Exercise brief -
Copy each line of the entries that includes the word "ReconcilerConfig".

(Items from a dataset)
================================

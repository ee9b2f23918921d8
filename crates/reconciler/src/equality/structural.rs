//! Recursive value comparison.
//!
//! Two walks over the [`Value`] model share one set of [`FieldRules`]:
//!
//! - [`values_equal`] is strict deep equality.
//! - [`desired_subset`] only inspects fields the desired side sets, so values
//!   the cluster defaulted inside authored objects are ignored.
//!
//! Maps compare key-by-key regardless of order. Sequences compare by position
//! unless their location is declared order-insensitive. Scalars compare by
//! value and type. An absent key differs from a present empty value unless
//! the location is declared absent-as-empty.

use converge_core::{FieldPath, PathSegment, Value};

/// Location-scoped exceptions to strict comparison.
#[derive(Debug, Clone, Default, PartialEq, Eq)]
pub struct FieldRules {
    order_insensitive: Vec<FieldPath>,
    absent_as_empty: Vec<FieldPath>,
}

impl FieldRules {
    pub fn new() -> Self {
        Self::default()
    }

    /// Compare the sequence at `path` as a multiset.
    #[must_use]
    pub fn order_insensitive(mut self, path: impl Into<FieldPath>) -> Self {
        self.order_insensitive.push(path.into());
        self
    }

    /// Treat an empty value at `path` the same as the key being absent.
    #[must_use]
    pub fn absent_as_empty(mut self, path: impl Into<FieldPath>) -> Self {
        self.absent_as_empty.push(path.into());
        self
    }

    fn is_order_insensitive(&self, location: &[PathSegment]) -> bool {
        self.order_insensitive.iter().any(|p| p.matches(location))
    }

    fn is_absent_as_empty(&self, location: &[PathSegment]) -> bool {
        self.absent_as_empty.iter().any(|p| p.matches(location))
    }
}

/// Strict deep equality of two values rooted at `location`.
pub fn values_equal(
    desired: &Value,
    existing: &Value,
    rules: &FieldRules,
    location: &mut Vec<PathSegment>,
) -> bool {
    match (desired, existing) {
        (Value::Map(left), Value::Map(right)) => {
            let keys = left
                .keys()
                .chain(right.keys().filter(|k| !left.contains_key(*k)));
            for key in keys {
                location.push(PathSegment::Key(key.clone()));
                let equal = match (left.get(key), right.get(key)) {
                    (Some(a), Some(b)) => values_equal(a, b, rules, location),
                    (Some(only), None) | (None, Some(only)) => {
                        rules.is_absent_as_empty(location) && only.is_empty()
                    }
                    (None, None) => true,
                };
                location.pop();
                if !equal {
                    return false;
                }
            }
            true
        }
        (Value::Sequence(left), Value::Sequence(right)) => {
            if left.len() != right.len() {
                return false;
            }
            if rules.is_order_insensitive(location) {
                return multiset_match(left, right, |a, b, loc| values_equal(a, b, rules, loc), location);
            }
            positional_match(left, right, |a, b, loc| values_equal(a, b, rules, loc), location)
        }
        (a, b) => a == b,
    }
}

/// Whether every field set in `desired` is present and equal in `existing`.
///
/// Sequences must still have the same length; their elements are compared
/// with the same subset rule.
pub fn desired_subset(
    desired: &Value,
    existing: &Value,
    rules: &FieldRules,
    location: &mut Vec<PathSegment>,
) -> bool {
    match (desired, existing) {
        (Value::Map(left), Value::Map(right)) => left.iter().all(|(key, want)| {
            location.push(PathSegment::Key(key.clone()));
            let equal = match right.get(key) {
                Some(have) => desired_subset(want, have, rules, location),
                None => rules.is_absent_as_empty(location) && want.is_empty(),
            };
            location.pop();
            equal
        }),
        (Value::Sequence(left), Value::Sequence(right)) => {
            if left.len() != right.len() {
                return false;
            }
            if rules.is_order_insensitive(location) {
                return multiset_match(left, right, |a, b, loc| desired_subset(a, b, rules, loc), location);
            }
            positional_match(left, right, |a, b, loc| desired_subset(a, b, rules, loc), location)
        }
        (Value::Map(left), Value::Null) => {
            left.is_empty() && rules.is_absent_as_empty(location)
        }
        (a, b) => a == b,
    }
}

fn positional_match<F>(
    left: &[Value],
    right: &[Value],
    mut eq: F,
    location: &mut Vec<PathSegment>,
) -> bool
where
    F: FnMut(&Value, &Value, &mut Vec<PathSegment>) -> bool,
{
    left.iter().zip(right).enumerate().all(|(i, (a, b))| {
        location.push(PathSegment::Index(i));
        let equal = eq(a, b, location);
        location.pop();
        equal
    })
}

/// Match each left element to a distinct right element.
///
/// The element test need not be an equivalence (a desired subset can fit
/// several existing elements), so this is a bipartite matching rather than
/// a first-fit scan.
fn multiset_match<F>(
    left: &[Value],
    right: &[Value],
    mut eq: F,
    location: &mut Vec<PathSegment>,
) -> bool
where
    F: FnMut(&Value, &Value, &mut Vec<PathSegment>) -> bool,
{
    let candidates: Vec<Vec<usize>> = left
        .iter()
        .enumerate()
        .map(|(i, a)| {
            location.push(PathSegment::Index(i));
            let fits = right
                .iter()
                .enumerate()
                .filter(|(_, b)| eq(a, b, location))
                .map(|(j, _)| j)
                .collect();
            location.pop();
            fits
        })
        .collect();

    let mut owner: Vec<Option<usize>> = vec![None; right.len()];
    (0..left.len()).all(|i| {
        let mut visited = vec![false; right.len()];
        augment(i, &candidates, &mut owner, &mut visited)
    })
}

/// Find a right slot for left element `i`, moving earlier owners to other
/// slots they also fit.
fn augment(
    i: usize,
    candidates: &[Vec<usize>],
    owner: &mut [Option<usize>],
    visited: &mut [bool],
) -> bool {
    let Some(fits) = candidates.get(i) else {
        return false;
    };
    for &j in fits {
        match visited.get_mut(j) {
            Some(seen) if !*seen => *seen = true,
            _ => continue,
        }
        let free = match owner.get(j).copied().flatten() {
            None => true,
            Some(other) => augment(other, candidates, owner, visited),
        };
        if free {
            if let Some(slot) = owner.get_mut(j) {
                *slot = Some(i);
            }
            return true;
        }
    }
    false
}
//! Configuration for the reconciler.
//!
//! A [`ReconcilerConfig`] can be built in code, parsed from TOML, or layered
//! from `CONVERGE_*` environment variables:
//!
//! | Variable | Field |
//! |---|---|
//! | `CONVERGE_MAX_CONCURRENCY` | `max_concurrency` |
//! | `CONVERGE_RETRY_MAX_ATTEMPTS` | `retry.max_attempts` |
//! | `CONVERGE_RETRY_BASE_BACKOFF_MS` | `retry.base_backoff_ms` |
//! | `CONVERGE_RETRY_MAX_BACKOFF_MS` | `retry.max_backoff_ms` |
//! | `CONVERGE_RETRY_JITTER` | `retry.jitter` |
//! | `CONVERGE_REQUEST_TIMEOUT_SECS` | `request_timeout_secs` |
//! | `CONVERGE_PRUNE_ENABLED` | `prune.enabled` |
//! | `CONVERGE_PRUNE_KINDS` | `prune.kinds`, as `v1/ConfigMap,apps/v1/Deployment` |
//! | `CONVERGE_ABORT_ON_UNAUTHORIZED` | `abort_on_unauthorized` |
//! | `CONVERGE_ROLLOUT_ON_CONFIG_CHANGE` | `rollout_on_config_change` |

use std::str::FromStr;
use std::time::Duration;

use converge_core::KindRef;
use serde::{Deserialize, Serialize};

use crate::error::{Error, Result};

const ENV_PREFIX: &str = "CONVERGE_";

/// Retry bounds shared by conflicts and transient errors.
#[derive(Debug, Clone, PartialEq, Eq, Serialize, Deserialize)]
pub struct RetryConfig {
    #[serde(default = "default_max_attempts")]
    pub max_attempts: u32,

    #[serde(default = "default_base_backoff_ms")]
    pub base_backoff_ms: u64,

    #[serde(default = "default_max_backoff_ms")]
    pub max_backoff_ms: u64,

    #[serde(default = "default_true")]
    pub jitter: bool,
}

impl Default for RetryConfig {
    fn default() -> Self {
        Self {
            max_attempts: default_max_attempts(),
            base_backoff_ms: default_base_backoff_ms(),
            max_backoff_ms: default_max_backoff_ms(),
            jitter: true,
        }
    }
}

/// Pruning settings.
#[derive(Debug, Clone, PartialEq, Eq, Serialize, Deserialize)]
pub struct PruneConfig {
    #[serde(default = "default_true")]
    pub enabled: bool,

    /// Kinds listed each pass to find managed objects the inventory misses,
    /// for example after a restart.
    #[serde(default)]
    pub kinds: Vec<KindRef>,
}

impl Default for PruneConfig {
    fn default() -> Self {
        Self {
            enabled: true,
            kinds: Vec::new(),
        }
    }
}

/// Configuration for the reconciler.
#[derive(Debug, Clone, PartialEq, Eq, Serialize, Deserialize)]
pub struct ReconcilerConfig {
    /// Maximum keys processed in parallel.
    #[serde(default = "default_max_concurrency")]
    pub max_concurrency: usize,

    #[serde(default)]
    pub retry: RetryConfig,

    /// Bound applied to every cluster call.
    #[serde(
        rename = "request_timeout_secs",
        with = "duration_secs",
        default = "default_request_timeout"
    )]
    pub request_timeout: Duration,

    #[serde(default)]
    pub prune: PruneConfig,

    /// Abort the whole pass when the cluster rejects our credentials.
    #[serde(default = "default_true")]
    pub abort_on_unauthorized: bool,

    /// Force-update workloads that mount a ConfigMap or Secret updated in
    /// the same pass.
    #[serde(default = "default_true")]
    pub rollout_on_config_change: bool,
}

impl Default for ReconcilerConfig {
    fn default() -> Self {
        Self {
            max_concurrency: default_max_concurrency(),
            retry: RetryConfig::default(),
            request_timeout: default_request_timeout(),
            prune: PruneConfig::default(),
            abort_on_unauthorized: true,
            rollout_on_config_change: true,
        }
    }
}

impl ReconcilerConfig {
    /// Set the worker pool size.
    #[must_use]
    pub const fn max_concurrency(mut self, max: usize) -> Self {
        self.max_concurrency = max;
        self
    }

    /// Set the maximum attempts per key.
    #[must_use]
    pub const fn max_attempts(mut self, attempts: u32) -> Self {
        self.retry.max_attempts = attempts;
        self
    }

    /// Set the backoff bounds in milliseconds.
    #[must_use]
    pub const fn backoff(mut self, base_ms: u64, max_ms: u64) -> Self {
        self.retry.base_backoff_ms = base_ms;
        self.retry.max_backoff_ms = max_ms;
        self
    }

    /// Enable or disable backoff jitter.
    #[must_use]
    pub const fn jitter(mut self, enabled: bool) -> Self {
        self.retry.jitter = enabled;
        self
    }

    /// Set the per-call timeout.
    #[must_use]
    pub const fn request_timeout(mut self, timeout: Duration) -> Self {
        self.request_timeout = timeout;
        self
    }

    /// Enable or disable pruning.
    #[must_use]
    pub const fn prune_enabled(mut self, enabled: bool) -> Self {
        self.prune.enabled = enabled;
        self
    }

    /// Add a kind to list when looking for prune candidates.
    #[must_use]
    pub fn prune_kind(mut self, kind: KindRef) -> Self {
        self.prune.kinds.push(kind);
        self
    }

    /// Choose whether credential rejection aborts the pass.
    #[must_use]
    pub const fn abort_on_unauthorized(mut self, abort: bool) -> Self {
        self.abort_on_unauthorized = abort;
        self
    }

    /// Choose whether updated ConfigMaps and Secrets roll the workloads
    /// mounting them.
    #[must_use]
    pub const fn rollout_on_config_change(mut self, enabled: bool) -> Self {
        self.rollout_on_config_change = enabled;
        self
    }

    /// Parse and validate a TOML document. Missing fields take defaults.
    ///
    /// # Errors
    ///
    /// Returns `InvalidConfig` on a parse error or failed validation.
    pub fn from_toml_str(text: &str) -> Result<Self> {
        let config: Self = toml::from_str(text)
            .map_err(|e| Error::invalid_config(format!("failed to parse config: {e}")))?;
        config.validate()?;
        Ok(config)
    }

    /// Load configuration from `CONVERGE_*` environment variables over the
    /// defaults.
    ///
    /// # Errors
    ///
    /// Returns `InvalidConfig` when a variable does not parse or the result
    /// fails validation.
    pub fn from_env() -> Result<Self> {
        Self::from_lookup(|name| std::env::var(name).ok())
    }

    /// Like [`from_env`](Self::from_env), reading variables through `lookup`.
    ///
    /// # Errors
    ///
    /// See [`from_env`](Self::from_env).
    pub fn from_lookup<F>(lookup: F) -> Result<Self>
    where
        F: Fn(&str) -> Option<String>,
    {
        Self::default().with_overrides(lookup)
    }

    /// Apply `CONVERGE_*` overrides read through `lookup` on top of `self`.
    ///
    /// # Errors
    ///
    /// See [`from_env`](Self::from_env).
    pub fn with_overrides<F>(mut self, lookup: F) -> Result<Self>
    where
        F: Fn(&str) -> Option<String>,
    {
        let var = |suffix: &str| lookup(&format!("{ENV_PREFIX}{suffix}"));

        if let Some(raw) = var("MAX_CONCURRENCY") {
            self.max_concurrency = parse_var("MAX_CONCURRENCY", &raw)?;
        }
        if let Some(raw) = var("RETRY_MAX_ATTEMPTS") {
            self.retry.max_attempts = parse_var("RETRY_MAX_ATTEMPTS", &raw)?;
        }
        if let Some(raw) = var("RETRY_BASE_BACKOFF_MS") {
            self.retry.base_backoff_ms = parse_var("RETRY_BASE_BACKOFF_MS", &raw)?;
        }
        if let Some(raw) = var("RETRY_MAX_BACKOFF_MS") {
            self.retry.max_backoff_ms = parse_var("RETRY_MAX_BACKOFF_MS", &raw)?;
        }
        if let Some(raw) = var("RETRY_JITTER") {
            self.retry.jitter = parse_bool("RETRY_JITTER", &raw)?;
        }
        if let Some(raw) = var("REQUEST_TIMEOUT_SECS") {
            self.request_timeout =
                Duration::from_secs(parse_var("REQUEST_TIMEOUT_SECS", &raw)?);
        }
        if let Some(raw) = var("PRUNE_ENABLED") {
            self.prune.enabled = parse_bool("PRUNE_ENABLED", &raw)?;
        }
        if let Some(raw) = var("PRUNE_KINDS") {
            self.prune.kinds = parse_kinds(&raw)?;
        }
        if let Some(raw) = var("ABORT_ON_UNAUTHORIZED") {
            self.abort_on_unauthorized = parse_bool("ABORT_ON_UNAUTHORIZED", &raw)?;
        }
        if let Some(raw) = var("ROLLOUT_ON_CONFIG_CHANGE") {
            self.rollout_on_config_change = parse_bool("ROLLOUT_ON_CONFIG_CHANGE", &raw)?;
        }

        self.validate()?;
        Ok(self)
    }

    /// Check the invariants the driver relies on.
    ///
    /// # Errors
    ///
    /// Returns `InvalidConfig` naming the first violated bound.
    pub fn validate(&self) -> Result<()> {
        if self.max_concurrency == 0 {
            return Err(Error::invalid_config("max_concurrency must be positive"));
        }
        if self.retry.max_attempts == 0 {
            return Err(Error::invalid_config("retry.max_attempts must be positive"));
        }
        if self.retry.base_backoff_ms > self.retry.max_backoff_ms {
            return Err(Error::invalid_config(format!(
                "retry.base_backoff_ms ({}) exceeds retry.max_backoff_ms ({})",
                self.retry.base_backoff_ms, self.retry.max_backoff_ms
            )));
        }
        if self.request_timeout.is_zero() {
            return Err(Error::invalid_config("request_timeout_secs must be positive"));
        }
        Ok(())
    }
}

fn parse_var<T>(suffix: &str, raw: &str) -> Result<T>
where
    T: FromStr,
    T::Err: std::fmt::Display,
{
    raw.trim()
        .parse()
        .map_err(|e| Error::invalid_config(format!("{ENV_PREFIX}{suffix}={raw}: {e}")))
}

fn parse_bool(suffix: &str, raw: &str) -> Result<bool> {
    match raw.trim().to_lowercase().as_str() {
        "1" | "true" | "yes" | "on" => Ok(true),
        "0" | "false" | "no" | "off" => Ok(false),
        _ => Err(Error::invalid_config(format!(
            "{ENV_PREFIX}{suffix}={raw}: expected a boolean"
        ))),
    }
}

/// Parse `v1/ConfigMap,apps/v1/Deployment`; the kind follows the last `/`.
fn parse_kinds(raw: &str) -> Result<Vec<KindRef>> {
    raw.split(',')
        .map(str::trim)
        .filter(|entry| !entry.is_empty())
        .map(|entry| {
            entry
                .rsplit_once('/')
                .filter(|(api_version, kind)| !api_version.is_empty() && !kind.is_empty())
                .map(|(api_version, kind)| KindRef::new(api_version, kind))
                .ok_or_else(|| {
                    Error::invalid_config(format!(
                        "{ENV_PREFIX}PRUNE_KINDS entry '{entry}' is not apiVersion/Kind"
                    ))
                })
        })
        .collect()
}

const fn default_max_concurrency() -> usize {
    10
}

const fn default_max_attempts() -> u32 {
    3
}

const fn default_base_backoff_ms() -> u64 {
    100
}

const fn default_max_backoff_ms() -> u64 {
    10_000
}

const fn default_request_timeout() -> Duration {
    Duration::from_secs(30)
}

const fn default_true() -> bool {
    true
}

/// Serialization helper for Duration as seconds.
mod duration_secs {
    use serde::{Deserialize, Deserializer, Serialize, Serializer};
    use std::time::Duration;

    pub fn serialize<S: Serializer>(duration: &Duration, serializer: S) -> Result<S::Ok, S::Error> {
        duration.as_secs().serialize(serializer)
    }

    pub fn deserialize<'de, D: Deserializer<'de>>(deserializer: D) -> Result<Duration, D::Error> {
        let secs = u64::deserialize(deserializer)?;
        Ok(Duration::from_secs(secs))
    }
}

================================

Solution to this exercise -
//! A [`ReconcilerConfig`] can be built in code, parsed from TOML, or layered
pub struct ReconcilerConfig {
impl Default for ReconcilerConfig {
impl ReconcilerConfig {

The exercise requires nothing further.